Menanggapi laporan tersebut, Satreskrim Polres Blitar masih melakukan penyelidikan dengan mendalami standar operasional prosedur (SOP) dari instalasi gardu listrik tersebut.

Baca Juga: Rekomendasi Mobil City Car Non LCGC Paling Dicari 2026: Mazda CX-3, Mobilio RS hingga HR-V Bekas Bikin Kaget, Harga Turun Drastis!

Kasatreskrim Polres Blitar, AKP Margono Suhendra, mengatakan akan melibatkan ahli untuk memastikan apakah terdapat unsur kelalaian dalam kasus ini.
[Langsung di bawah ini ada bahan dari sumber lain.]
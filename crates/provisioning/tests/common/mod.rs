//! Test doubles for the bootstrap suite.
//!
//! [`ScriptedPlatform`] records every platform call in order and lets tests
//! script individual methods to fail — either hard (API error) or softly
//! ("already exists", the answer a redelivered pipeline sees for steps a
//! previous delivery applied).

// Shared across test binaries; not every binary uses every helper.
#![allow(dead_code)]

use std::collections::HashMap;
use std::sync::Mutex;

use async_trait::async_trait;

use classroom::{
    BranchName, OrgMembership, OrgName, PlatformClient, PlatformError, RepoName,
    RepoPermission, OrgRole, Team, TeamId, TeamSlug, Timestamp, Username,
};

/// How a scripted method should fail.
#[derive(Debug, Clone, Copy, PartialEq, Eq)]
pub enum ScriptedFailure {
    /// Hard failure: a 500 from the platform.
    Api,
    /// Soft failure: the entity already exists.
    AlreadyExists,
}

pub struct ScriptedPlatform {
    calls: Mutex<Vec<String>>,
    failing: Mutex<HashMap<&'static str, ScriptedFailure>>,
}

impl ScriptedPlatform {
    pub fn new() -> Self {
        Self {
            calls: Mutex::new(Vec::new()),
            failing: Mutex::new(HashMap::new()),
        }
    }

    pub fn fail_with(&self, method: &'static str, failure: ScriptedFailure) {
        self.failing.lock().unwrap().insert(method, failure);
    }

    /// The ordered log of calls, each as `method(detail)`.
    pub fn calls(&self) -> Vec<String> {
        self.calls.lock().unwrap().clone()
    }

    pub fn calls_to(&self, method: &str) -> usize {
        let prefix = format!("{method}(");
        self.calls
            .lock()
            .unwrap()
            .iter()
            .filter(|call| call.starts_with(&prefix))
            .count()
    }

    fn record(&self, method: &'static str, detail: String) -> Result<(), PlatformError> {
        self.calls
            .lock()
            .unwrap()
            .push(format!("{method}({detail})"));
        match self.failing.lock().unwrap().get(method) {
            Some(ScriptedFailure::Api) => Err(PlatformError::Api {
                status: 500,
                message: format!("scripted failure in {method}"),
            }),
            Some(ScriptedFailure::AlreadyExists) => Err(PlatformError::AlreadyExists {
                resource: detail,
            }),
            None => Ok(()),
        }
    }
}

#[async_trait]
impl PlatformClient for ScriptedPlatform {
    async fn get_org_membership(
        &self,
        org: &OrgName,
        username: &Username,
    ) -> Result<OrgMembership, PlatformError> {
        self.record("get_org_membership", format!("{org},{username}"))?;
        Err(PlatformError::NotFound {
            resource: format!("membership of {username} in {org}"),
        })
    }

    async fn get_team_by_name(
        &self,
        org: &OrgName,
        slug: &TeamSlug,
    ) -> Result<Team, PlatformError> {
        self.record("get_team_by_name", format!("{org},{slug}"))?;
        Err(PlatformError::NotFound {
            resource: format!("team {slug}"),
        })
    }

    async fn create_team(
        &self,
        org: &OrgName,
        name: &str,
        _description: Option<&str>,
        _maintainers: &[Username],
    ) -> Result<Team, PlatformError> {
        self.record("create_team", format!("{org},{name}"))?;
        Ok(Team {
            id: TeamId::new(1),
            slug: TeamSlug::new(name).unwrap(),
            name: name.to_owned(),
        })
    }

    async fn delete_team(&self, team: TeamId) -> Result<(), PlatformError> {
        self.record("delete_team", team.to_string())
    }

    async fn add_team_member(
        &self,
        team: TeamId,
        username: &Username,
    ) -> Result<(), PlatformError> {
        self.record("add_team_member", format!("{team},{username}"))
    }

    async fn remove_team_member(
        &self,
        team: TeamId,
        username: &Username,
    ) -> Result<(), PlatformError> {
        self.record("remove_team_member", format!("{team},{username}"))
    }

    async fn set_org_membership(
        &self,
        org: &OrgName,
        username: &Username,
        role: OrgRole,
    ) -> Result<(), PlatformError> {
        self.record(
            "set_org_membership",
            format!("{org},{username},{}", role.as_str()),
        )
    }

    async fn create_branch(
        &self,
        org: &OrgName,
        repo: &RepoName,
        from_branch: &BranchName,
        new_branch: &BranchName,
    ) -> Result<(), PlatformError> {
        self.record(
            "create_branch",
            format!("{org},{repo},{from_branch},{new_branch}"),
        )
    }

    async fn create_deadline_enforcement(
        &self,
        org: &OrgName,
        repo: &RepoName,
        _deadline: Timestamp,
    ) -> Result<(), PlatformError> {
        self.record("create_deadline_enforcement", format!("{org},{repo}"))
    }

    async fn create_pr_enforcement(
        &self,
        org: &OrgName,
        repo: &RepoName,
    ) -> Result<(), PlatformError> {
        self.record("create_pr_enforcement", format!("{org},{repo}"))
    }

    async fn create_push_ruleset(
        &self,
        org: &OrgName,
        repo: &RepoName,
    ) -> Result<(), PlatformError> {
        self.record("create_push_ruleset", format!("{org},{repo}"))
    }

    async fn update_team_repo_permissions(
        &self,
        org: &OrgName,
        team_slug: &TeamSlug,
        _owner: &OrgName,
        repo: &RepoName,
        permission: RepoPermission,
    ) -> Result<(), PlatformError> {
        self.record(
            "update_team_repo_permissions",
            format!("{org},{team_slug},{repo},{}", permission.as_str()),
        )
    }

    async fn cancel_org_invitation(
        &self,
        org: &OrgName,
        username: &Username,
    ) -> Result<(), PlatformError> {
        self.record("cancel_org_invitation", format!("{org},{username}"))
    }
}
//! Webhook signature validation.
//!
//! Every delivery is authenticated by an HMAC-SHA256 digest of the raw body,
//! keyed with the shared webhook secret and carried in the
//! `X-Hub-Signature-256` header as `sha256=<hex>`. Verification runs before
//! any decoding.

use hmac::{Hmac, Mac};
use sha2::Sha256;

use crate::error::ListenerError;

/// Header carrying the body digest.
pub const SIGNATURE_HEADER: &str = "x-hub-signature-256";

type HmacSha256 = Hmac<Sha256>;

/// Verifies a delivery's signature against the shared secret.
///
/// The digest comparison is constant-time (provided by the MAC
/// implementation), so a failed verification leaks nothing about the
/// expected value.
pub fn verify(
    secret: &str,
    body: &[u8],
    signature_header: Option<&str>,
) -> Result<(), ListenerError> {
    let header = signature_header.ok_or(ListenerError::MissingSignature)?;
    let hex_digest = header
        .strip_prefix("sha256=")
        .ok_or(ListenerError::InvalidSignatureFormat)?;
    let claimed = hex::decode(hex_digest).map_err(|_| ListenerError::InvalidSignatureFormat)?;

    let mut mac = HmacSha256::new_from_slice(secret.as_bytes())
        .map_err(|_| ListenerError::InvalidSignature)?;
    mac.update(body);
    mac.verify_slice(&claimed)
        .map_err(|_| ListenerError::InvalidSignature)
}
”Kami akan melihat SOP gardu. Kalau memang ada perubahan kondisi karena faktor waktu dan tidak masuk unsur kelalaian, tentu akan kami pertimbangkan,” jelasnya.

Baca Juga: Rekomendasi Mobil City Car Non LCGC Paling Dicari 2026: Mazda CX-3, Mobilio RS hingga HR-V Bekas Bikin Kaget, Harga Turun Drastis!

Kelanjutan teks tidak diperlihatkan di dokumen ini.